Exercise objective: In the lines below, look for "Configuration". Copy each line where it appears.

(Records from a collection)
+===+

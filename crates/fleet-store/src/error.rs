//! # API Error Type
//!
//! Unified error type for store commands.
//!
//! ## Error Handling Strategy
//! ```text
//! ┌─────────────────────────────────────────────────────────────────────────┐
//! │                    Error Flow in Fleet Ops                              │
//! │                                                                         │
//! │  Caller                      fleet-store                                │
//! │  ──────                      ───────────                                │
//! │                                                                         │
//! │  create_trip(form)                                                      │
//! │         │                                                               │
//! │         ▼                                                               │
//! │  ┌──────────────────────────────────────────────────────────────────┐  │
//! │  │  Command Function                                                │  │
//! │  │  Result<T, ApiError>                                             │  │
//! │  │         │                                                        │  │
//! │  │         ▼                                                        │  │
//! │  │  Not permitted? ─── authorize() ────────────────── FORBIDDEN ───►│  │
//! │  │         │                                                        │  │
//! │  │         ▼                                                        │  │
//! │  │  Form invalid? ─── CoreError::InvalidInput ─────── VALIDATION ──►│  │
//! │  │         │                                                        │  │
//! │  │         ▼                                                        │  │
//! │  │  Bad status move? ─ CoreError::IllegalTripTransition ─ ILLEGAL ─►│  │
//! │  │         │                                                        │  │
//! │  │         ▼                                                        │  │
//! │  │  Success ──────────────────────────────────────────────────────►│  │
//! │  └──────────────────────────────────────────────────────────────────┘  │
//! │                                                                         │
//! │  Err(e) → e.code = "VALIDATION_ERROR",                                 │
//! │           e.fields = { "cargoWeight": "Cargo (9001 kg) exceeds ..." }  │
//! └─────────────────────────────────────────────────────────────────────────┘
//! ```

use std::collections::BTreeMap;
use std::path::PathBuf;

use fleet_core::{CoreError, Permission};
use serde::Serialize;
use thiserror::Error;

/// Error returned from store commands.
///
/// ## Serialization
/// ```json
/// {
///   "code": "VALIDATION_ERROR",
///   "message": "plate 'MH-01-AB-1234' already exists",
///   "fields": { "plate": "plate 'MH-01-AB-1234' already exists" }
/// }
/// ```
#[derive(Debug, Clone, PartialEq, Serialize)]
#[serde(rename_all = "camelCase")]
pub struct ApiError {
    /// Machine-readable error code for programmatic handling
    pub code: ErrorCode,

    /// Human-readable error message for display
    pub message: String,

    /// Per-field messages when a form was rejected
    #[serde(skip_serializing_if = "Option::is_none")]
    pub fields: Option<BTreeMap<String, String>>,
}

/// Error codes for API responses.
#[derive(Debug, Clone, Copy, PartialEq, Eq, Serialize)]
#[serde(rename_all = "SCREAMING_SNAKE_CASE")]
pub enum ErrorCode {
    /// Referenced record does not exist
    NotFound,

    /// Form input failed validation
    ValidationError,

    /// Caller lacks the permission for this command
    Forbidden,

    /// Trip status change outside the allowed moves
    IllegalTransition,

    /// Action JSON could not be decoded
    BadRequest,

    /// Anything else
    Internal,
}

impl ApiError {
    pub fn new(code: ErrorCode, message: impl Into<String>) -> Self {
        ApiError {
            code,
            message: message.into(),
            fields: None,
        }
    }

    pub fn not_found(entity: &str, id: &str) -> Self {
        ApiError::new(ErrorCode::NotFound, format!("{} not found: {}", entity, id))
    }

    pub fn forbidden(permission: Permission) -> Self {
        ApiError::new(
            ErrorCode::Forbidden,
            format!("Permission '{}' required", permission),
        )
    }

    pub fn internal(message: impl Into<String>) -> Self {
        ApiError::new(ErrorCode::Internal, message)
    }
}

impl From<CoreError> for ApiError {
    fn from(err: CoreError) -> Self {
        match err {
            CoreError::InvalidInput(errors) => ApiError {
                code: ErrorCode::ValidationError,
                message: errors.to_string(),
                fields: Some(errors.messages()),
            },
            CoreError::Validation(e) => {
                let mut fields = BTreeMap::new();
                fields.insert(e.field().to_string(), e.to_string());
                ApiError {
                    code: ErrorCode::ValidationError,
                    message: e.to_string(),
                    fields: Some(fields),
                }
            }
            e @ CoreError::IllegalTripTransition { .. } => {
                ApiError::new(ErrorCode::IllegalTransition, e.to_string())
            }
            CoreError::NotFound { entity, id } => ApiError::not_found(entity, &id),
            CoreError::MalformedAction(reason) => ApiError::new(
                ErrorCode::BadRequest,
                format!("Malformed action: {}", reason),
            ),
        }
    }
}

impl From<ConfigError> for ApiError {
    fn from(err: ConfigError) -> Self {
        tracing::error!("Configuration error: {}", err);
        ApiError::internal(err.to_string())
    }
}

impl std::fmt::Display for ApiError {
    fn fmt(&self, f: &mut std::fmt::Formatter<'_>) -> std::fmt::Result {
        write!(f, "[{:?}] {}", self.code, self.message)
    }
}

impl std::error::Error for ApiError {}

// =============================================================================
// Configuration Errors
// =============================================================================

/// Failure while loading [`crate::state::FleetConfig`].
#[derive(Debug, Error)]
pub enum ConfigError {
    #[error("Failed to read config file {path}: {source}")]
    Read {
        path: PathBuf,
        #[source]
        source: std::io::Error,
    },

    #[error("Invalid config file: {0}")]
    Parse(#[from] toml::de::Error),

    #[error("Invalid value for {key}: '{value}' ({reason})")]
    InvalidValue {
        key: String,
        value: String,
        reason: String,
    },
}

pub type ConfigResult<T> = Result<T, ConfigError>;

#[cfg(test)]
mod tests {
    use super::*;
    use fleet_core::{FieldErrors, TripStatus, ValidationError};

    #[test]
    fn test_field_errors_become_validation_error() {
        let mut errors = FieldErrors::new();
        errors.push(ValidationError::Required {
            field: "plate".to_string(),
        });
        let api: ApiError = CoreError::InvalidInput(errors).into();

        assert_eq!(api.code, ErrorCode::ValidationError);
        let fields = api.fields.unwrap();
        assert_eq!(fields["plate"], "plate is required");
    }

    #[test]
    fn test_illegal_transition_code() {
        let api: ApiError = CoreError::IllegalTripTransition {
            trip_id: "T003".to_string(),
            from: TripStatus::Completed,
            to: TripStatus::Dispatched,
        }
        .into();
        assert_eq!(api.code, ErrorCode::IllegalTransition);
        assert_eq!(api.message, "Trip T003 cannot move from Completed to Dispatched");
    }

    #[test]
    fn test_serialized_shape() {
        let json = serde_json::to_value(ApiError::forbidden(Permission::Delete)).unwrap();
        assert_eq!(json["code"], "FORBIDDEN");
        assert_eq!(json["message"], "Permission 'delete' required");
        assert!(json.get("fields").is_none());
    }

    #[test]
    fn test_not_found_message() {
        let api: ApiError = CoreError::NotFound {
            entity: "Vehicle",
            id: "V404".to_string(),
        }
        .into();
        assert_eq!(api.code, ErrorCode::NotFound);
        assert_eq!(api.message, "Vehicle not found: V404");
    }
}
//! # Dashboard Commands
//!
//! The command center view and the filter bar.
//!
//! ```text
//! ┌─────────────────────────────────────────────────────────────────────────┐
//! │  ┌──────────┐ ┌──────────┐ ┌──────────┐ ┌──────────┐ ┌──────────┐      │
//! │  │ Active 2 │ │ InShop 1 │ │  Util 43%│ │ Total 7  │ │ Avail 4  │      │
//! │  └──────────┘ └──────────┘ └──────────┘ └──────────┘ └──────────┘      │
//! │                                                                         │
//! │  Vehicle status     Trip status          Pending cargo (Urgent first)  │
//! │  ▇▇▇▇ Available 4   ▇ Draft 1            C002 Pharmaceutical  Urgent   │
//! │  ▇▇ On Trip 2       ▇▇ Dispatched 2      C004 Cold Chain      Urgent   │
//! │  ▇ In Shop 1        ▇▇▇ Completed 3      C001 Machinery       High     │
//! │  ▇ Retired 1        ▇ Cancelled 1        C003 Construction    Normal   │
//! └─────────────────────────────────────────────────────────────────────────┘
//! ```

use fleet_core::metrics::{
    expired_license_count, fleet_kpis, trip_status_counts, vehicle_status_counts, FleetKpis,
    StatusCount,
};
use fleet_core::selectors::pending_cargo_by_priority;
use fleet_core::{
    Capability, FilterPatch, Filters, FleetAction, PendingCargo, Permission, TripStatus,
    VehicleStatus,
};
use serde::Serialize;
use tracing::debug;

use crate::error::ApiError;
use crate::state::{authorize, FleetStore};

#[derive(Debug, Clone, PartialEq, Serialize)]
#[serde(rename_all = "camelCase")]
pub struct Dashboard {
    pub kpis: FleetKpis,
    pub vehicle_status: Vec<StatusCount<VehicleStatus>>,
    pub trip_status: Vec<StatusCount<TripStatus>>,
    /// Most urgent first.
    pub pending_cargo: Vec<PendingCargo>,
    /// Drivers whose license has expired as of today.
    pub expired_licenses: usize,
    pub filters: Filters,
}

pub fn get_dashboard(store: &FleetStore) -> Dashboard {
    debug!("get_dashboard command");
    let today = store.today();
    store.with_state(|s| Dashboard {
        kpis: fleet_kpis(s),
        vehicle_status: vehicle_status_counts(s),
        trip_status: trip_status_counts(s),
        pending_cargo: pending_cargo_by_priority(s).into_iter().cloned().collect(),
        expired_licenses: expired_license_count(s, today),
        filters: s.filters,
    })
}

/// Changes the vehicle type and/or region filter. Omitted parts stay.
pub fn set_filter(
    store: &FleetStore,
    caps: &impl Capability,
    patch: FilterPatch,
) -> Result<Filters, ApiError> {
    debug!(?patch, "set_filter command");
    authorize(caps, Permission::Read, "set_filter")?;

    let next = store.dispatch(FleetAction::SetFilter(patch))?;
    Ok(next.filters)
}
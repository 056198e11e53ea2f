//! # Identifier Generator
//!
//! Sequential, human-readable ids: `V001`, `D014`, `T120`.
//!
//! ```text
//! existing: V001 V002 V005 V008      (V003, V004, V006, V007 deleted)
//!              │    │    │    │
//!              └────┴────┴────┴──► max suffix = 8 ──► next = V009
//! ```
//!
//! The next id is derived from the **maximum** suffix present, not the
//! collection length, so a deletion can never cause an id to be reused
//! while a higher id still exists. Generation is pure: asking twice
//! without inserting yields the same id.
//!
//! A `FleetState` additionally remembers the highest id it has ever
//! accepted per collection ([`IdWatermarks`]), so deleting the newest
//! record (V008) does not hand its id out again.

use std::fmt;

use serde::{Deserialize, Serialize};
use ts_rs::TS;

use crate::state::FleetState;
use crate::types::{Driver, FuelLog, MaintenanceLog, Trip, Vehicle};

/// Anything stored under a sequential id.
pub trait Identified {
    fn id(&self) -> &str;
}

macro_rules! impl_identified {
    ($($ty:ty),* $(,)?) => {
        $(
            impl Identified for $ty {
                #[inline]
                fn id(&self) -> &str {
                    &self.id
                }
            }
        )*
    };
}

impl_identified!(Vehicle, Driver, Trip, MaintenanceLog, FuelLog);

/// The entity collections that receive generated ids.
#[derive(Debug, Clone, Copy, PartialEq, Eq, Hash)]
pub enum EntityKind {
    Vehicle,
    Driver,
    Trip,
    MaintenanceLog,
    FuelLog,
}

impl EntityKind {
    pub const fn prefix(&self) -> char {
        match self {
            EntityKind::Vehicle => 'V',
            EntityKind::Driver => 'D',
            EntityKind::Trip => 'T',
            EntityKind::MaintenanceLog => 'M',
            EntityKind::FuelLog => 'F',
        }
    }
}

impl fmt::Display for EntityKind {
    fn fmt(&self, f: &mut fmt::Formatter<'_>) -> fmt::Result {
        let label = match self {
            EntityKind::Vehicle => "Vehicle",
            EntityKind::Driver => "Driver",
            EntityKind::Trip => "Trip",
            EntityKind::MaintenanceLog => "Maintenance log",
            EntityKind::FuelLog => "Fuel log",
        };
        f.write_str(label)
    }
}

/// Numeric part of an id: everything after the leading prefix letter.
///
/// Ids whose suffix isn't a number yield `None` and are ignored.
fn sequence_of(id: &str) -> Option<u32> {
    let mut chars = id.chars();
    chars.next()?;
    chars.as_str().parse().ok()
}

/// Highest numeric suffix in `items`, 0 when there is none.
pub fn max_sequence<T: Identified>(items: &[T]) -> u32 {
    items
        .iter()
        .filter_map(|item| sequence_of(item.id()))
        .max()
        .unwrap_or(0)
}

/// Formats the id following `last`. Stops at `u32::MAX` rather than wrapping.
fn format_next(prefix: char, last: u32) -> String {
    format!("{}{:03}", prefix, last.saturating_add(1))
}

/// Returns the next id for `items`: `prefix` + (max suffix + 1), padded
/// to three digits.
///
/// ```rust
/// use fleet_core::ids::next_id;
/// use fleet_core::types::Trip;
///
/// let none: Vec<Trip> = Vec::new();
/// assert_eq!(next_id('T', &none), "T001");
/// ```
pub fn next_id<T: Identified>(prefix: char, items: &[T]) -> String {
    format_next(prefix, max_sequence(items))
}

// =============================================================================
// Watermarks
// =============================================================================

/// Highest sequence ever accepted into each collection.
#[derive(Debug, Clone, Copy, Default, PartialEq, Eq, Serialize, Deserialize, TS)]
#[serde(rename_all = "camelCase")]
#[ts(export)]
pub struct IdWatermarks {
    pub vehicle: u32,
    pub driver: u32,
    pub trip: u32,
    pub maintenance_log: u32,
    pub fuel_log: u32,
}

impl IdWatermarks {
    pub fn get(&self, kind: EntityKind) -> u32 {
        match kind {
            EntityKind::Vehicle => self.vehicle,
            EntityKind::Driver => self.driver,
            EntityKind::Trip => self.trip,
            EntityKind::MaintenanceLog => self.maintenance_log,
            EntityKind::FuelLog => self.fuel_log,
        }
    }

    /// Raises the watermark for `kind` to cover `id`. Never lowers it.
    pub fn observe(&mut self, kind: EntityKind, id: &str) {
        let Some(sequence) = sequence_of(id) else {
            return;
        };
        let slot = match kind {
            EntityKind::Vehicle => &mut self.vehicle,
            EntityKind::Driver => &mut self.driver,
            EntityKind::Trip => &mut self.trip,
            EntityKind::MaintenanceLog => &mut self.maintenance_log,
            EntityKind::FuelLog => &mut self.fuel_log,
        };
        *slot = (*slot).max(sequence);
    }
}

impl FleetState {
    /// Next free id for the given collection.
    ///
    /// Takes the larger of the collection's current maximum and the
    /// watermark, so neither deletions nor reordering can cause reuse.
    pub fn next_id(&self, kind: EntityKind) -> String {
        let present = match kind {
            EntityKind::Vehicle => max_sequence(&self.vehicles),
            EntityKind::Driver => max_sequence(&self.drivers),
            EntityKind::Trip => max_sequence(&self.trips),
            EntityKind::MaintenanceLog => max_sequence(&self.maintenance_logs),
            EntityKind::FuelLog => max_sequence(&self.fuel_logs),
        };
        let issued = self.issued_ids.get(kind);
        format_next(kind.prefix(), present.max(issued))
    }

    /// Raises every watermark to cover the ids already in the collections.
    /// Call after building a state by hand (seed data, deserialized files).
    pub fn sync_issued_ids(&mut self) {
        let marks = &mut self.issued_ids;
        for v in &self.vehicles {
            marks.observe(EntityKind::Vehicle, &v.id);
        }
        for d in &self.drivers {
            marks.observe(EntityKind::Driver, &d.id);
        }
        for t in &self.trips {
            marks.observe(EntityKind::Trip, &t.id);
        }
        for m in &self.maintenance_logs {
            marks.observe(EntityKind::MaintenanceLog, &m.id);
        }
        for f in &self.fuel_logs {
            marks.observe(EntityKind::FuelLog, &f.id);
        }
    }
}

// =============================================================================
// Unit Tests
// =============================================================================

+===+

Expected answer:
        tracing::error!("Configuration error: {}", err);
// Configuration Errors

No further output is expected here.